Post Aspirational Luxury isn’t a real thing. We don’t ‘post-aspire’ to anything. Rather, we are becoming more conscious in our everyday lives, paying more attention to our mind-body-spirit connection and taking an inventory of what our values are. To live happier, healthier and more fulfilled lives, we are inevitably slowing down, cutting down on flashy materialism and turning our focus inward.
This new-found clarity propels us to make more centred and balanced decisions as to what we want to consume and fill our lives with. This is why material objects are now being replaced by experiences, and useful essential items that help us stay more grounded and productive. We are finally giving our mental space a priority over our physical space, opting for the things that last, that are important, valuable and meaningful to us.
This concept, then, clearly points to a much larger shift than just post-aspiration. It marks our turn away from brands and mindless consumerism, towards regaining our lost humanity.
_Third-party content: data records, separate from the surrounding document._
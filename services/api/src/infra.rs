use arkflow::fleet::{
    AdvisoryError, AdvisoryService, CandidatePair, DataSourceError, Driver, DriverId,
    FleetDataSource, Money, SettlementId, SettlementRecord, Vehicle, VehicleId,
};
use async_trait::async_trait;
use chrono::NaiveDate;
use metrics_exporter_prometheus::PrometheusHandle;
use rust_decimal::Decimal;
use std::collections::{BTreeMap, HashMap};
use std::sync::atomic::AtomicBool;
use std::sync::{Arc, Mutex};

#[derive(Clone)]
pub(crate) struct AppState {
    pub(crate) readiness: Arc<AtomicBool>,
    pub(crate) metrics: Arc<PrometheusHandle>,
}

/// Process-local ledger used when no data directory is configured, and as the cache in
/// front of the JSON store.
#[derive(Default, Clone)]
pub(crate) struct InMemoryFleetStore {
    drivers: Arc<Mutex<BTreeMap<DriverId, Driver>>>,
    vehicles: Arc<Mutex<BTreeMap<VehicleId, Vehicle>>>,
    settlements: Arc<Mutex<HashMap<SettlementId, SettlementRecord>>>,
}

#[async_trait]
impl FleetDataSource for InMemoryFleetStore {
    async fn fetch_drivers(&self) -> Result<Vec<Driver>, DataSourceError> {
        let guard = self.drivers.lock().expect("driver store mutex poisoned");
        Ok(guard.values().cloned().collect())
    }

    async fn fetch_vehicles(&self) -> Result<Vec<Vehicle>, DataSourceError> {
        let guard = self.vehicles.lock().expect("vehicle store mutex poisoned");
        Ok(guard.values().cloned().collect())
    }

    async fn fetch_settlements(&self) -> Result<Vec<SettlementRecord>, DataSourceError> {
        let guard = self
            .settlements
            .lock()
            .expect("settlement store mutex poisoned");
        let mut settlements: Vec<SettlementRecord> = guard.values().cloned().collect();
        settlements.sort_by(|a, b| b.cycle_end.cmp(&a.cycle_end).then(a.id.cmp(&b.id)));
        Ok(settlements)
    }

    async fn save_driver(&self, driver: Driver) -> Result<(), DataSourceError> {
        let mut guard = self.drivers.lock().expect("driver store mutex poisoned");
        guard.insert(driver.id.clone(), driver);
        Ok(())
    }

    async fn save_vehicle(&self, vehicle: Vehicle) -> Result<(), DataSourceError> {
        let mut guard = self.vehicles.lock().expect("vehicle store mutex poisoned");
        guard.insert(vehicle.id.clone(), vehicle);
        Ok(())
    }

    async fn save_settlement(&self, settlement: SettlementRecord) -> Result<(), DataSourceError> {
        let mut guard = self
            .settlements
            .lock()
            .expect("settlement store mutex poisoned");
        guard.insert(settlement.id.clone(), settlement);
        Ok(())
    }
}

/// Offline stand-in for the pairing advisor: proposes the first eligible pair and says how
/// many alternatives exist.
#[derive(Debug, Default, Clone, Copy)]
pub(crate) struct RuleBasedAdvisor;

#[async_trait]
impl AdvisoryService for RuleBasedAdvisor {
    async fn suggest(&self, candidates: &[CandidatePair]) -> Result<String, AdvisoryError> {
        let Some(first) = candidates.first() else {
            return Err(AdvisoryError::Transport(
                "no eligible pairs to rank".to_string(),
            ));
        };
        let alternatives = candidates.len() - 1;
        Ok(format!(
            "Assign {} to {} ({}); {} other pairing(s) available",
            first.driver_name,
            first.registration,
            first.vehicle_label,
            alternatives
        ))
    }
}

pub(crate) fn parse_date(raw: &str) -> Result<NaiveDate, String> {
    NaiveDate::parse_from_str(raw.trim(), "%Y-%m-%d")
        .map_err(|err| format!("failed to parse '{raw}' as YYYY-MM-DD ({err})"))
}

/// Rupee amount such as `15400` or `1,250.50`; negative amounts are left to the calculator.
pub(crate) fn parse_money(raw: &str) -> Result<Money, String> {
    let cleaned: String = raw.trim().chars().filter(|ch| *ch != ',').collect();
    cleaned
        .parse::<Decimal>()
        .map(Money::new)
        .map_err(|err| format!("failed to parse '{raw}' as an amount ({err})"))
}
Post Aspirational Luxury Is A Return To Ourselves
And yet, aspiration is inevitably intertwined with (luxury) brands as historically luxury is rooted in aspiration. This is why it’s so crucial that such businesses understand the meaning of ‘Post-Aspiration’ correctly. In light of the changes brought on by COVID, which have sped up the transition towards a new luxury paradigm, consumers are now starting to behave much differently. It would seem as if we stopped aspiring altogether, but that would be far from the truth. Instead, we aspire to much different things than we did before the pandemic.
We are now entering a new space in luxury, experiences and lifestyle, where who we are and how we feel takes priority over what we own and how we appear to others. Thanks to spending more time with ourselves and reconnecting with our own needs during the lockdown, we are now aspiring to live better, higher-quality lives, instead of owning more branded things to enhance our social status.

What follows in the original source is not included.